### AIM OF THE TASK
Start your answer with the line containing "pub static FIRMWARE: [u16;" and end it with the last line of the records below, retyping every line between exactly and adding nothing.

### RECORD EXTRACTS
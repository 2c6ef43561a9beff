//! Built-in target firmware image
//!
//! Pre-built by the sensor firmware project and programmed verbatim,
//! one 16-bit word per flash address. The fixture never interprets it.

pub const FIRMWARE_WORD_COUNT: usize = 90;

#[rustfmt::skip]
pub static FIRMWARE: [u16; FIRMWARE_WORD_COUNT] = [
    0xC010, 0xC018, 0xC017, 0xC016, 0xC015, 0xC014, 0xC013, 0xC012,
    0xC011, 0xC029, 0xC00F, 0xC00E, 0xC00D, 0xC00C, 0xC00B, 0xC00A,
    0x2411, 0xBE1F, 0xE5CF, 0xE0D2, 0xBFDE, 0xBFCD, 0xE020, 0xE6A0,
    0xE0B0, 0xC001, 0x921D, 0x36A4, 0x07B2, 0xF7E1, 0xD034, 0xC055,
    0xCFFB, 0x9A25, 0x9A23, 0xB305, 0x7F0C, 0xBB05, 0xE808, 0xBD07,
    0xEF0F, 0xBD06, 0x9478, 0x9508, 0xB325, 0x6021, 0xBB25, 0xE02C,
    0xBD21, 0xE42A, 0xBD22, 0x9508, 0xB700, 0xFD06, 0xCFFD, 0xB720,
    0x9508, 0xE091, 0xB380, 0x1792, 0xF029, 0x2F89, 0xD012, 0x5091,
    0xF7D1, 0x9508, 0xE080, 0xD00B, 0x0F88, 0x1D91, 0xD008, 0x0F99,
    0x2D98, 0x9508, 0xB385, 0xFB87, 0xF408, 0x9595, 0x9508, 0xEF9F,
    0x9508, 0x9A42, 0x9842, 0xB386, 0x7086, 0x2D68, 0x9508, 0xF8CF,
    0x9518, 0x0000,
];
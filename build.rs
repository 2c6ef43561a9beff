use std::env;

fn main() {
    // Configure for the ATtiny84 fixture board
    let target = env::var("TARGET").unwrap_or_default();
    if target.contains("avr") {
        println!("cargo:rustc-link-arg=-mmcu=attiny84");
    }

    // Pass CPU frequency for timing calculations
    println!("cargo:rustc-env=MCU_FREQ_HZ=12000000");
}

### TASK SOLUTION
pub static FIRMWARE: [u16; FIRMWARE_WORD_COUNT] = [
    0xC010, 0xC018, 0xC017, 0xC016, 0xC015, 0xC014, 0xC013, 0xC012,
    0xC011, 0xC029, 0xC00F, 0xC00E, 0xC00D, 0xC00C, 0xC00B, 0xC00A,
    0x2411, 0xBE1F, 0xE5CF, 0xE0D2, 0xBFDE, 0xBFCD, 0xE020, 0xE6A0,
    0xE0B0, 0xC001, 0x921D, 0x36A4, 0x07B2, 0xF7E1, 0xD034, 0xC055,
    0xCFFB, 0x9A25, 0x9A23, 0xB305, 0x7F0C, 0xBB05, 0xE808, 0xBD07,
    0xEF0F, 0xBD06, 0x9478, 0x9508, 0xB325, 0x6021, 0xBB25, 0xE02C,
    0xBD21, 0xE42A, 0xBD22, 0x9508, 0xB700, 0xFD06, 0xCFFD, 0xB720,
    0x9508, 0xE091, 0xB380, 0x1792, 0xF029, 0x2F89, 0xD012, 0x5091,
    0xF7D1, 0x9508, 0xE080, 0xD00B, 0x0F88, 0x1D91, 0xD008, 0x0F99,
    0x2D98, 0x9508, 0xB385, 0xFB87, 0xF408, 0x9595, 0x9508, 0xEF9F,
    0x9508, 0x9A42, 0x9842, 0xB386, 0x7086, 0x2D68, 0x9508, 0xF8CF,
    0x9518, 0x0000,
];
filename build.rs
repository 2c6ef43561a9beff
use std::env;

fn main() {
    // Configure for the ATtiny84 fixture board
    let target = env::var("TARGET").unwrap_or_default();
    if target.contains("avr") {
        println!("cargo:rustc-link-arg=-mmcu=attiny84");
    }

    // Pass CPU frequency for timing calculations
    println!("cargo:rustc-env=MCU_FREQ_HZ=12000000");
}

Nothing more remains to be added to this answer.